Passenger car shipments totaled 246,000, down 11.1% over the prior year, while LCV shipments totaled 55,000, representing a 20.2% decline. For passenger cars, the decrease reflects contractions in Italy, France and Germany, while for LCVs the reduction was principally attributable to lower demand in Italy.

In Europe (EU27+EFTA), the passenger car market was down 5.4% overall to 3.5 million vehicles, with performance uneven across markets. The overall trend for the quarter was substantially attributable to the decline in demand in Italy (-18.6%) – which, for the full year, is heading towards the lowest level since 1979 – France (-6.3%) and Spain (-13.8%). Demand was up over the prior year in the UK (+4.8%), Netherlands (+11.4%) and Switzerland (+12.5%) and flat in Germany.

Fiat and Chrysler brands recorded a 6.8% combined European market share for the second quarter, a 0.6 percentage point decline over Q2 2011, but a 0.5 percentage point increase over the first quarter of 2012 (which was impacted by car hauler strikes in Italy). The decline over Q2 2011 was almost entirely attributable to unfavorable market mix, with Italy's weighting in the European total market down about 2 percentage points. In Italy, Fiat and Chrysler brands increased share 1.2 percentage points to 31.2% for the quarter. The gain was driven by positive performance in the A segment and the C segment, where the Giulietta took the top slot for the first time. In the I segment, the Freemont ranked in the top 5 for the fourth consecutive quarter. By major market, share was higher in Spain (+0.4 percentage points), unchanged in the UK and down 0.4 percentage points in both Germany and France.

For passenger cars, shipments were up in the UK (+1,000 units or 6.8%) and essentially flat in Spain, but down in Italy (-12,600 units or -8.9%, better than the market trend as a result of the partial recovery from the car hauler strikes), France (-6,500 units or -29.7%) and Germany (-6,200 units or -25.4%).

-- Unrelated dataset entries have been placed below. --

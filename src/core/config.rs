//! # Pipeline configuration.
//!
//! Provides [`Config`], the centralized settings consumed by
//! [`LifecycleBuilder`](crate::LifecycleBuilder):
//! 1. **Invocation chain**: execution strategy, read-phase observation
//! 2. **Event bus**: on/off switch, delivery mode, listener error policy
//!
//! All of it is chosen once per deployment; a built [`Lifecycle`](crate::Lifecycle)
//! never changes its configuration.

use crate::core::phase::Phase;
use crate::core::strategy::ExecutionStrategy;

/// How the event bus hands events to listeners.
#[derive(Clone, Copy, Debug, Default, PartialEq, Eq)]
pub enum DeliveryMode {
    /// Listeners run one after another inside `publish`, under the execution strategy.
    #[default]
    Sequential,
    /// Events are queued per listener and drained by background workers.
    ///
    /// `publish` returns immediately; there is no delivery-completion guarantee.
    /// Requires a running tokio runtime when the lifecycle is built.
    FireAndForget,
}

/// What the event bus does with listener failures.
#[derive(Clone, Copy, Debug, Default, PartialEq, Eq)]
pub enum ListenerErrorPolicy {
    /// Collect every failure into one [`PublishError`](crate::PublishError).
    #[default]
    Aggregate,
    /// Hand each failure to the error handler as it happens; `publish` succeeds.
    Individual,
}

/// Global configuration for the lifecycle pipeline.
///
/// ## Field semantics
/// - `strategy`: blocking vs non-blocking driving of chains and sequential publishes
/// - `observe_reads`: `false` skips every `AfterLoad`/`AfterConvert` chain and event
/// - `bus_enabled`: `false` turns `publish` into a no-op
/// - `delivery`: sequential delivery or fire-and-forget queues
/// - `listener_errors`: aggregate or individual reporting of listener failures
/// - `listener_queue_capacity`: per-listener queue size in fire-and-forget mode (min 1)
///
/// ## Notes
/// All fields are public. Prefer the helper accessors over inspecting fields directly.
#[derive(Clone, Debug)]
pub struct Config {
    /// Execution strategy shared by the invocation chain and the event bus.
    pub strategy: ExecutionStrategy,

    /// Run the observational read phases (`AfterLoad`, `AfterConvert`).
    ///
    /// When disabled, no callback and no listener sees those phases; the write
    /// phases are unaffected.
    pub observe_reads: bool,

    /// Publish lifecycle events at all.
    pub bus_enabled: bool,

    /// Listener delivery mode.
    pub delivery: DeliveryMode,

    /// Listener failure reporting.
    pub listener_errors: ListenerErrorPolicy,

    /// Default queue capacity for fire-and-forget listeners that do not override
    /// [`Listen::queue_capacity`](crate::Listen::queue_capacity).
    pub listener_queue_capacity: usize,
}

impl Config {
    /// Returns true when chains and events for `phase` should run.
    #[inline]
    pub fn observes(&self, phase: Phase) -> bool {
        self.observe_reads || !phase.is_observational()
    }

    /// Returns true when listeners run on background workers.
    #[inline]
    pub fn is_fire_and_forget(&self) -> bool {
        self.delivery == DeliveryMode::FireAndForget
    }

    /// Returns the listener queue capacity clamped to a minimum of 1.
    #[inline]
    pub fn listener_queue_capacity_clamped(&self) -> usize {
        self.listener_queue_capacity.max(1)
    }
}

impl Default for Config {
    /// Default configuration:
    ///
    /// - `strategy = NonBlocking`
    /// - `observe_reads = true`
    /// - `bus_enabled = true`
    /// - `delivery = Sequential`
    /// - `listener_errors = Aggregate`
    /// - `listener_queue_capacity = 1024`
    fn default() -> Self {
        Self {
            strategy: ExecutionStrategy::default(),
            observe_reads: true,
            bus_enabled: true,
            delivery: DeliveryMode::default(),
            listener_errors: ListenerErrorPolicy::default(),
            listener_queue_capacity: 1024,
        }
    }
}

#[cfg(test)]
mod tests {
    use super::*;

    #[test]
    fn test_defaults() {
        let cfg = Config::default();
        assert_eq!(cfg.strategy, ExecutionStrategy::NonBlocking);
        assert!(cfg.observe_reads && cfg.bus_enabled);
        assert_eq!(cfg.delivery, DeliveryMode::Sequential);
        assert_eq!(cfg.listener_errors, ListenerErrorPolicy::Aggregate);
        assert!(!cfg.is_fire_and_forget());
    }

    #[test]
    fn test_observes_write_phases_regardless() {
        let cfg = Config {
            observe_reads: false,
            ..Config::default()
        };
        assert!(cfg.observes(Phase::BeforeConvert));
        assert!(cfg.observes(Phase::AfterSave));
        assert!(!cfg.observes(Phase::AfterLoad));
        assert!(!cfg.observes(Phase::AfterConvert));
    }

    #[test]
    fn test_queue_capacity_clamped() {
        let cfg = Config {
            listener_queue_capacity: 0,
            ..Config::default()
        };
        assert_eq!(cfg.listener_queue_capacity_clamped(), 1);
    }
}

The European light commercial vehicle market (EU27+EFTA) registered a 10.7% contraction over Q2 2011 to 425,000 units. Performance for this segment was also heavily affected by the drop in demand in Italy (-33.0%).

Fiat Professional closed the quarter with a 13.6% share3 of the European LCV market, a 0.9 percentage point decline over Q2 2011 that was almost entirely attributable to the unfavorable market mix. Excluding Italy, market share was 10.8% for the quarter, representing a 0.1 percentage point year-over-year increase. In Italy market share was 44.3%, compared to 45.5% in Q2 2011, which benefited significantly from fleet renewal activity. Of particular note during the quarter was the Fiat Ducato, which led its segment for the first time with approximately 35,000 units sold, making it the best-selling LCV in Europe.

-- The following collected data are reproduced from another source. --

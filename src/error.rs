//! Error types used by the pipeline, its callbacks, and the persistence driver.
//!
//! - [`RegistryError`]: rejected registrations and type declarations (setup time).
//! - [`BuildError`]: why [`LifecycleBuilder::build`](crate::LifecycleBuilder::build) failed.
//! - [`ExecutorError`]: no async runtime could drive the work.
//! - [`CallbackError`]: failures raised by a single callback or listener.
//! - [`ChainError`]: why an invocation chain aborted.
//! - [`PublishError`]: aggregated listener failures from the event bus.
//! - [`OperationError`]: failures of a [`Template`](crate::Template) operation.
//!
//! Every enum provides `as_label` (stable snake_case) for logs/metrics.

use std::fmt;

use thiserror::Error;

use crate::core::Phase;
use crate::entity::EntityType;

/// # Errors raised while building the registry or the type hierarchy.
#[non_exhaustive]
#[derive(Error, Debug, Clone, PartialEq, Eq)]
pub enum RegistryError {
    /// The same callback identity is already bound to this phase.
    #[error("callback {callback:?} is already registered for {phase}")]
    DuplicateBinding {
        /// Phase of the rejected registration.
        phase: Phase,
        /// Callback identity (name).
        callback: String,
    },

    /// A type declaration would make callback specificity ambiguous.
    #[error("ambiguous declaration {entity_type} -> {supertype}: {reason}")]
    ResolutionAmbiguity {
        /// Concrete entity type being declared.
        entity_type: EntityType,
        /// Supertype that could not be ranked.
        supertype: EntityType,
        /// Short explanation.
        reason: &'static str,
    },

    /// The callback is typed for a bound that the registration bound does not imply.
    #[error("callback {callback:?} is typed for {declared} but registered under {registered}")]
    BoundMismatch {
        /// Callback identity (name).
        callback: String,
        /// Bound the callback's typed view requires.
        declared: EntityType,
        /// Bound given at registration.
        registered: EntityType,
    },
}

impl RegistryError {
    /// Returns a short stable label (snake_case) for use in logs/metrics.
    ///
    /// # Example
    /// ```
    /// use hookvisor::{Phase, RegistryError};
    ///
    /// let err = RegistryError::DuplicateBinding { phase: Phase::BeforeSave, callback: "audit".into() };
    /// assert_eq!(err.as_label(), "registry_duplicate_binding");
    /// ```
    pub fn as_label(&self) -> &'static str {
        match self {
            RegistryError::DuplicateBinding { .. } => "registry_duplicate_binding",
            RegistryError::ResolutionAmbiguity { .. } => "registry_resolution_ambiguity",
            RegistryError::BoundMismatch { .. } => "registry_bound_mismatch",
        }
    }
}

/// No tokio runtime could be found or started to drive pipeline work.
#[derive(Error, Debug, Clone, PartialEq, Eq)]
#[error("executor: {0}")]
pub struct ExecutorError(pub String);

impl ExecutorError {
    pub fn as_label(&self) -> &'static str {
        "executor_unavailable"
    }
}

/// # Errors returned from [`LifecycleBuilder::build`](crate::LifecycleBuilder::build).
#[non_exhaustive]
#[derive(Error, Debug, Clone, PartialEq, Eq)]
pub enum BuildError {
    /// A registration or type declaration was rejected.
    #[error(transparent)]
    Registry(#[from] RegistryError),

    /// Fire-and-forget delivery needs a runtime to spawn listener workers on.
    #[error(transparent)]
    Executor(#[from] ExecutorError),
}

impl BuildError {
    /// Returns the label of the underlying error.
    pub fn as_label(&self) -> &'static str {
        match self {
            BuildError::Registry(e) => e.as_label(),
            BuildError::Executor(e) => e.as_label(),
        }
    }
}

/// # Errors raised by a callback body or event listener.
#[non_exhaustive]
#[derive(Error, Debug, Clone, PartialEq, Eq)]
pub enum CallbackError {
    /// The callback refused the entity (e.g. validation).
    #[error("vetoed: {reason}")]
    Vetoed {
        /// Why the entity was rejected.
        reason: String,
    },

    /// The callback failed while doing its work.
    #[error("failed: {error}")]
    Fail {
        /// The underlying error message.
        error: String,
    },

    /// The entity could not be viewed as the callback's bound.
    #[error("expected {expected}, found {actual}")]
    TypeMismatch {
        /// Type the callback is bound to.
        expected: EntityType,
        /// Concrete type in the snapshot.
        actual: EntityType,
    },

    /// The snapshot carries no entity at this phase.
    #[error("no entity in snapshot at {phase}")]
    MissingEntity {
        /// Phase being run.
        phase: Phase,
    },

    /// The callback panicked; the panic was caught.
    #[error("panicked: {info}")]
    Panicked {
        /// Panic payload, if it was a string.
        info: String,
    },
}

impl CallbackError {
    /// Shorthand for [`CallbackError::Vetoed`].
    pub fn veto(reason: impl Into<String>) -> Self {
        CallbackError::Vetoed {
            reason: reason.into(),
        }
    }

    /// Shorthand for [`CallbackError::Fail`].
    pub fn fail(error: impl fmt::Display) -> Self {
        CallbackError::Fail {
            error: error.to_string(),
        }
    }

    /// Returns a short stable label (snake_case) for use in logs/metrics.
    pub fn as_label(&self) -> &'static str {
        match self {
            CallbackError::Vetoed { .. } => "callback_vetoed",
            CallbackError::Fail { .. } => "callback_failed",
            CallbackError::TypeMismatch { .. } => "callback_type_mismatch",
            CallbackError::MissingEntity { .. } => "callback_missing_entity",
            CallbackError::Panicked { .. } => "callback_panicked",
        }
    }

    /// Returns true when the entity was deliberately rejected.
    pub fn is_veto(&self) -> bool {
        matches!(self, CallbackError::Vetoed { .. })
    }
}

/// # Reasons an invocation chain aborts.
///
/// The chain never swallows a callback error and never rolls back callbacks that
/// already completed.
#[non_exhaustive]
#[derive(Error, Debug, Clone, PartialEq, Eq)]
pub enum ChainError {
    /// A callback failed; no later callback ran.
    #[error("callback {callback:?} failed at {phase}: {cause}")]
    CallbackFailure {
        /// Phase being run.
        phase: Phase,
        /// Identity of the failing callback.
        callback: String,
        /// What the callback reported.
        #[source]
        cause: CallbackError,
    },

    /// The chain was cancelled before all callbacks started.
    #[error("chain cancelled at {phase} after {completed} callback(s)")]
    Cancelled {
        /// Phase being run.
        phase: Phase,
        /// Number of callbacks that completed before cancellation.
        completed: usize,
    },

    /// The snapshot does not have the shape the phase requires.
    #[error("snapshot at {phase} has no {missing}")]
    MalformedSnapshot {
        /// Phase being run.
        phase: Phase,
        /// `"entity"` or `"document"`.
        missing: &'static str,
    },

    /// The blocking strategy could not drive the chain.
    #[error(transparent)]
    Executor(#[from] ExecutorError),
}

impl ChainError {
    /// Returns a short stable label (snake_case) for use in logs/metrics.
    ///
    /// # Example
    /// ```
    /// use hookvisor::{ChainError, Phase};
    ///
    /// let err = ChainError::Cancelled { phase: Phase::AfterSave, completed: 2 };
    /// assert_eq!(err.as_label(), "chain_cancelled");
    /// ```
    pub fn as_label(&self) -> &'static str {
        match self {
            ChainError::CallbackFailure { .. } => "chain_callback_failure",
            ChainError::Cancelled { .. } => "chain_cancelled",
            ChainError::MalformedSnapshot { .. } => "chain_malformed_snapshot",
            ChainError::Executor(_) => "chain_executor_unavailable",
        }
    }

    /// Phase the chain was running, when it got far enough to run one.
    pub fn phase(&self) -> Option<Phase> {
        match self {
            ChainError::CallbackFailure { phase, .. }
            | ChainError::Cancelled { phase, .. }
            | ChainError::MalformedSnapshot { phase, .. } => Some(*phase),
            ChainError::Executor(_) => None,
        }
    }

    /// Identity of the failing callback, if a callback failed.
    pub fn callback(&self) -> Option<&str> {
        match self {
            ChainError::CallbackFailure { callback, .. } => Some(callback),
            _ => None,
        }
    }
}

/// One listener failure collected by the event bus.
#[derive(Debug, Clone, PartialEq, Eq)]
pub struct ListenerFailure {
    /// Listener name.
    pub listener: &'static str,
    /// Phase of the event being delivered.
    pub phase: Phase,
    /// What the listener reported.
    pub error: CallbackError,
}

impl fmt::Display for ListenerFailure {
    fn fmt(&self, f: &mut fmt::Formatter<'_>) -> fmt::Result {
        write!(
            f,
            "listener {:?} failed at {}: {}",
            self.listener, self.phase, self.error
        )
    }
}

/// # Errors returned from [`EventBus::publish`](crate::EventBus::publish).
#[non_exhaustive]
#[derive(Error, Debug, Clone, PartialEq, Eq)]
pub enum PublishError {
    /// One or more listeners failed; all matching listeners still ran.
    #[error("{} listener(s) failed: {}", failures.len(), join(failures))]
    Listeners {
        /// Failures in delivery order.
        failures: Vec<ListenerFailure>,
    },

    /// The blocking strategy could not drive delivery; no listener ran.
    #[error(transparent)]
    Executor(#[from] ExecutorError),
}

impl PublishError {
    /// Returns a short stable label (snake_case) for use in logs/metrics.
    pub fn as_label(&self) -> &'static str {
        match self {
            PublishError::Listeners { .. } => "publish_listener_failures",
            PublishError::Executor(_) => "publish_executor_unavailable",
        }
    }

    pub fn failures(&self) -> &[ListenerFailure] {
        match self {
            PublishError::Listeners { failures } => failures,
            PublishError::Executor(_) => &[],
        }
    }
}

fn join(failures: &[ListenerFailure]) -> String {
    failures
        .iter()
        .map(ToString::to_string)
        .collect::<Vec<_>>()
        .join("; ")
}

/// Document codec failure.
#[derive(Error, Debug, Clone, PartialEq, Eq)]
#[error("codec: {0}")]
pub struct CodecError(pub String);

/// Store driver failure.
#[derive(Error, Debug, Clone, PartialEq, Eq)]
#[error("store: {0}")]
pub struct StoreError(pub String);

/// # Errors produced by a [`Template`](crate::Template) operation.
#[non_exhaustive]
#[derive(Error, Debug)]
pub enum OperationError {
    /// A lifecycle chain aborted; the operation did not complete.
    #[error(transparent)]
    Chain(#[from] ChainError),

    /// Entity/document conversion failed.
    #[error(transparent)]
    Codec(#[from] CodecError),

    /// The store rejected the read or write.
    #[error(transparent)]
    Store(#[from] StoreError),

    /// The converted entity is not of the requested type.
    #[error("expected {expected}, found {actual}")]
    UnexpectedType {
        /// Requested type.
        expected: EntityType,
        /// Type found in the snapshot.
        actual: EntityType,
    },
}

impl OperationError {
    /// Returns a short stable label (snake_case) for use in logs/metrics.
    pub fn as_label(&self) -> &'static str {
        match self {
            OperationError::Chain(e) => e.as_label(),
            OperationError::Codec(_) => "operation_codec",
            OperationError::Store(_) => "operation_store",
            OperationError::UnexpectedType { .. } => "operation_unexpected_type",
        }
    }
}

/// Extracts a readable message from a caught panic payload.
pub(crate) fn panic_message(payload: &(dyn std::any::Any + Send)) -> String {
    if let Some(msg) = payload.downcast_ref::<&'static str>() {
        (*msg).to_string()
    } else if let Some(msg) = payload.downcast_ref::<String>() {
        msg.clone()
    } else {
        "unknown panic".to_string()
    }
}

#[cfg(test)]
mod tests {
    use super::*;

    #[test]
    fn test_chain_error_accessors() {
        let err = ChainError::CallbackFailure {
            phase: Phase::BeforeSave,
            callback: "validate".into(),
            cause: CallbackError::veto("name is empty"),
        };
        assert_eq!(err.phase(), Some(Phase::BeforeSave));
        assert_eq!(err.callback(), Some("validate"));
        assert_eq!(
            err.to_string(),
            "callback \"validate\" failed at before_save: vetoed: name is empty"
        );
        assert!(std::error::Error::source(&err).is_some());
    }

    #[test]
    fn test_publish_error_message_lists_failures() {
        let err = PublishError::Listeners {
            failures: vec![
                ListenerFailure {
                    listener: "a",
                    phase: Phase::AfterLoad,
                    error: CallbackError::fail("x"),
                },
                ListenerFailure {
                    listener: "b",
                    phase: Phase::AfterLoad,
                    error: CallbackError::fail("y"),
                },
            ],
        };
        let msg = err.to_string();
        assert!(msg.starts_with("2 listener(s) failed"));
        assert!(msg.contains("\"a\"") && msg.contains("\"b\""));
        assert_eq!(err.failures().len(), 2);
    }

    #[test]
    fn test_operation_error_label_delegates_to_chain() {
        let err: OperationError = ChainError::Cancelled {
            phase: Phase::AfterSave,
            completed: 0,
        }
        .into();
        assert_eq!(err.as_label(), "chain_cancelled");
    }

    #[test]
    fn test_build_error_label_delegates() {
        let err: BuildError = ExecutorError("no runtime".into()).into();
        assert_eq!(err.as_label(), "executor_unavailable");
        assert_eq!(err.to_string(), "executor: no runtime");

        let err: BuildError = RegistryError::DuplicateBinding {
            phase: Phase::BeforeSave,
            callback: "audit".into(),
        }
        .into();
        assert_eq!(err.as_label(), "registry_duplicate_binding");

        let err: ChainError = ExecutorError("no runtime".into()).into();
        assert_eq!(err.phase(), None);
        assert_eq!(err.as_label(), "chain_executor_unavailable");
    }

    #[test]
    fn test_panic_message() {
        let p: Box<dyn std::any::Any + Send> = Box::new("boom");
        assert_eq!(panic_message(p.as_ref()), "boom");
        let p: Box<dyn std::any::Any + Send> = Box::new(String::from("bang"));
        assert_eq!(panic_message(p.as_ref()), "bang");
        let p: Box<dyn std::any::Any + Send> = Box::new(7u8);
        assert_eq!(panic_message(p.as_ref()), "unknown panic");
    }
}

In Europe, the Group shipped a total of 51,000 LCVs during the quarter, a decrease of 21.6% over Q2 2011. The overall reduction was primarily attributable to declines in Italy and France, with the other major European markets substantially unchanged over Q2 2011.

EMEA closed the second quarter with revenues of €4,920 million, down 10% over the same period in 2011 on a pro-forma basis, mainly reflecting volume declines.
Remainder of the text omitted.